だがダナンの街を出発して二週間掛かって中央都市に着き、また護衛の依頼を受けながら街道を順に進んでいくにつれて、初めてわかってきたことがあった。
「アドルティス。お前こっちに来てから何年だ?」
「ん? 二十歳の歳に森を出て以来だから十年だな」
「その割にはおのぼりさん丸出しじゃないか?」
「え、そうか?」
東ルーマ地方名物のホロ鳥のスパイス焼きとふかし芋の糖蜜かけの包みを抱えながら緑色の薬石を矯めつ眇めつしていたアドルティスが俺の言葉に首を傾げる。だがすぐにその視線は隣の白い薬石の大きな塊へと吸い寄せられていった。
「すごいな。見てみろ、ラカン。これはダナンの辺りでは見たことのない大きさだ。それにこっちのは初めて見る色の混ざり方をしている。あ、これは知っているぞ! タドル石だ。南の方でしか採れないと聞いていたがこの街には入ってきているのか。これは胃もたれと宿酔いにとてもよく効くんだそうだ。ラカンも一つ持っておいた方がいいんじゃないか? 俺が粉にして……ああ、でもすごく苦いとも聞いたな。なら糖蜜に混ぜて固めて飴のようにしてみたら……」
こちらが口を挟む隙もなくアドルティスがまくしたてるのを、俺はこいつが興味を示した草猪の串焼きとコキリ鳥の唐揚げと袋に山盛り入ったシセロンの果実を抱えながら聞き流した。

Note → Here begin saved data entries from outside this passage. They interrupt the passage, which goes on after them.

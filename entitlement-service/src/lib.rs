//! Entitlement service: billing-period ledger, metered usage quotas and
//! the idempotent renewal sweep.

pub mod calendar;
pub mod config;
pub mod handlers;
pub mod models;
pub mod services;
pub mod startup;

pub use startup::{AppState, Application, SWEEP_SECRET_HEADER};
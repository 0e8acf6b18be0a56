//! Civil-date helpers for billing anniversaries and coverage windows.
//!
//! All billing dates are civil dates evaluated in one fixed UTC offset
//! configured per deployment, so "today" is stable regardless of where the
//! sweep process runs.

use anyhow::{Context, anyhow};
use chrono::{Datelike, Duration, FixedOffset, NaiveDate, Utc};

/// Parse a fixed UTC offset of the form `+09:00` / `-05:30`.
pub fn parse_utc_offset(s: &str) -> anyhow::Result<FixedOffset> {
    let (sign, rest) = if let Some(rest) = s.strip_prefix('+') {
        (1, rest)
    } else if let Some(rest) = s.strip_prefix('-') {
        (-1, rest)
    } else {
        return Err(anyhow!("invalid UTC offset '{}', expected +HH:MM", s));
    };

    let (hours, minutes) = rest
        .split_once(':')
        .ok_or_else(|| anyhow!("invalid UTC offset '{}', expected +HH:MM", s))?;
    let hours: i32 = hours
        .parse()
        .with_context(|| format!("invalid hours in UTC offset '{}'", s))?;
    let minutes: i32 = minutes
        .parse()
        .with_context(|| format!("invalid minutes in UTC offset '{}'", s))?;

    if hours > 23 || minutes > 59 {
        return Err(anyhow!("UTC offset '{}' out of range", s));
    }

    let total_secs = sign * (hours * 3600 + minutes * 60);
    FixedOffset::east_opt(total_secs).ok_or_else(|| anyhow!("UTC offset '{}' out of range", s))
}

/// Today as a civil date in the billing time zone.
pub fn today_in(offset: &FixedOffset) -> NaiveDate {
    Utc::now().with_timezone(offset).date_naive()
}

/// Day 1 of the civil month is the billing anniversary.
pub fn is_billing_anniversary(date: NaiveDate) -> bool {
    date.day() == 1
}

/// Last day of the month containing `date`, handling year rollover.
pub fn last_day_of_month(date: NaiveDate) -> NaiveDate {
    let (next_year, next_month) = if date.month() == 12 {
        (date.year() + 1, 1)
    } else {
        (date.year(), date.month() + 1)
    };

    // First of the following month always exists.
    NaiveDate::from_ymd_opt(next_year, next_month, 1)
        .expect("first of month is always a valid date")
        - Duration::days(1)
}

#[cfg(test)]
mod tests {
    use super::*;

    fn d(y: i32, m: u32, day: u32) -> NaiveDate {
        NaiveDate::from_ymd_opt(y, m, day).unwrap()
    }

    #[test]
    fn parses_positive_and_negative_offsets() {
        assert_eq!(
            parse_utc_offset("+09:00").unwrap(),
            FixedOffset::east_opt(9 * 3600).unwrap()
        );
        assert_eq!(
            parse_utc_offset("-05:30").unwrap(),
            FixedOffset::west_opt(5 * 3600 + 1800).unwrap()
        );
        assert_eq!(
            parse_utc_offset("+00:00").unwrap(),
            FixedOffset::east_opt(0).unwrap()
        );
    }

    #[test]
    fn rejects_malformed_offsets() {
        assert!(parse_utc_offset("").is_err());
        assert!(parse_utc_offset("09:00").is_err());
        assert!(parse_utc_offset("+0900").is_err());
        assert!(parse_utc_offset("+25:00").is_err());
        assert!(parse_utc_offset("+09:75").is_err());
    }

    #[test]
    fn last_day_handles_month_lengths() {
        assert_eq!(last_day_of_month(d(2025, 1, 15)), d(2025, 1, 31));
        assert_eq!(last_day_of_month(d(2025, 4, 1)), d(2025, 4, 30));
        assert_eq!(last_day_of_month(d(2025, 2, 28)), d(2025, 2, 28));
        // Leap year
        assert_eq!(last_day_of_month(d(2024, 2, 1)), d(2024, 2, 29));
    }

    #[test]
    fn last_day_handles_year_rollover() {
        assert_eq!(last_day_of_month(d(2025, 12, 1)), d(2025, 12, 31));
        assert_eq!(last_day_of_month(d(2025, 12, 31)), d(2025, 12, 31));
    }

    #[test]
    fn anniversary_is_first_of_month_only() {
        assert!(is_billing_anniversary(d(2025, 7, 1)));
        assert!(!is_billing_anniversary(d(2025, 7, 2)));
        assert!(!is_billing_anniversary(d(2025, 7, 31)));
    }
}
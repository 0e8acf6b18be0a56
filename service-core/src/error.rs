use axum::{
    Json,
    http::StatusCode,
    response::{IntoResponse, Response},
};
use serde::Serialize;
use thiserror::Error;

#[derive(Debug, Error)]
pub enum AppError {
    #[error("Bad request: {0}")]
    BadRequest(anyhow::Error),

    #[error("Not found: {0}")]
    NotFound(anyhow::Error),

    #[error("Unauthorized: {0}")]
    Unauthorized(anyhow::Error),

    #[error("Forbidden: {0}")]
    Forbidden(anyhow::Error),

    #[error("Authentication error: {0}")]
    AuthError(anyhow::Error),

    #[error("Conflict: {0}")]
    Conflict(anyhow::Error),

    #[error("Internal server error: {0}")]
    InternalError(#[from] anyhow::Error),

    #[error("Bad Gateway: {0}")]
    BadGateway(String),

    #[error("Service Unavailable")]
    ServiceUnavailable,

    #[error("Database error: {0}")]
    DatabaseError(anyhow::Error),

    #[error("Configuration error: {0}")]
    ConfigError(anyhow::Error),
}

impl From<config::ConfigError> for AppError {
    fn from(err: config::ConfigError) -> Self {
        AppError::ConfigError(anyhow::Error::new(err))
    }
}

impl From<std::io::Error> for AppError {
    fn from(err: std::io::Error) -> Self {
        AppError::InternalError(anyhow::Error::new(err))
    }
}

impl From<sqlx::Error> for AppError {
    fn from(err: sqlx::Error) -> Self {
        AppError::DatabaseError(anyhow::Error::new(err))
    }
}

impl IntoResponse for AppError {
    fn into_response(self) -> Response {
        #[derive(Serialize)]
        struct ErrorResponse {
            error: String,
            #[serde(skip_serializing_if = "Option::is_none")]
            details: Option<String>,
        }

        let (status, error_message, details) = match self {
            AppError::BadRequest(err) => (StatusCode::BAD_REQUEST, err.to_string(), None),
            AppError::NotFound(err) => (StatusCode::NOT_FOUND, err.to_string(), None),
            AppError::Unauthorized(err) => (StatusCode::UNAUTHORIZED, err.to_string(), None),
            AppError::Forbidden(err) => (StatusCode::FORBIDDEN, err.to_string(), None),
            AppError::AuthError(err) => (StatusCode::UNAUTHORIZED, err.to_string(), None),
            AppError::Conflict(err) => (StatusCode::CONFLICT, err.to_string(), None),
            AppError::InternalError(err) => (
                StatusCode::INTERNAL_SERVER_ERROR,
                "Internal server error".to_string(),
                Some(format!("{:#?}", err)),
            ),
            AppError::BadGateway(msg) => (
                StatusCode::BAD_GATEWAY,
                format!("Bad Gateway: {}", msg),
                None,
            ),
            AppError::ServiceUnavailable => (
                StatusCode::SERVICE_UNAVAILABLE,
                "Service unavailable".to_string(),
                None,
            ),
            AppError::DatabaseError(err) => (
                StatusCode::INTERNAL_SERVER_ERROR,
                "Database error".to_string(),
                Some(err.to_string()),
            ),
            AppError::ConfigError(err) => (
                StatusCode::INTERNAL_SERVER_ERROR,
                "Configuration error".to_string(),
                Some(err.to_string()),
            ),
        };

        (
            status,
            Json(ErrorResponse {
                error: error_message,
                details,
            }),
        )
            .into_response()
    }
}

ちなみに薬石というのは本当の石ではなく、薬効成分のある植物の粉や動物の胃や肝などの生薬が硬く石化したものを指す……らしい。
「お前、こっちの方には来たことなかったのか」
「ああ。街道沿いの護衛仕事は大抵中央都市までだったし、ラカンと受ける仕事は大抵辺境での魔獣退治だろう? 俺宛ての指名依頼も森や峡谷の方での素材採取がほとんどだからな」
「……なるほど」
森を出てから十年も経っているのにアドルティスの行動範囲は予想外に狭かったようだ。俺には違いも用法もまるでわからん細々とした物を嬉々として漁りながら答えるアドルティスの背中を見下ろす。
「……ならもっと早くあちこち連れて行ってやれば良かったな」
「え? 何か言ったか?」
「いや。なんでもない。それよりあれこれ買うなら帰りの時にしろ。行きに荷物増やしてどうする」
「ああ……確かにそうだな。でも売り切れたりしないだろうか……」
「おい、これは在庫はたくさんあるのか。それか取り置きはできるのか?」
綺麗な眉をしかめて呟くアドルティスに見蕩れている店員をギロリと睨んで尋ねると、店員は慌てたように答える。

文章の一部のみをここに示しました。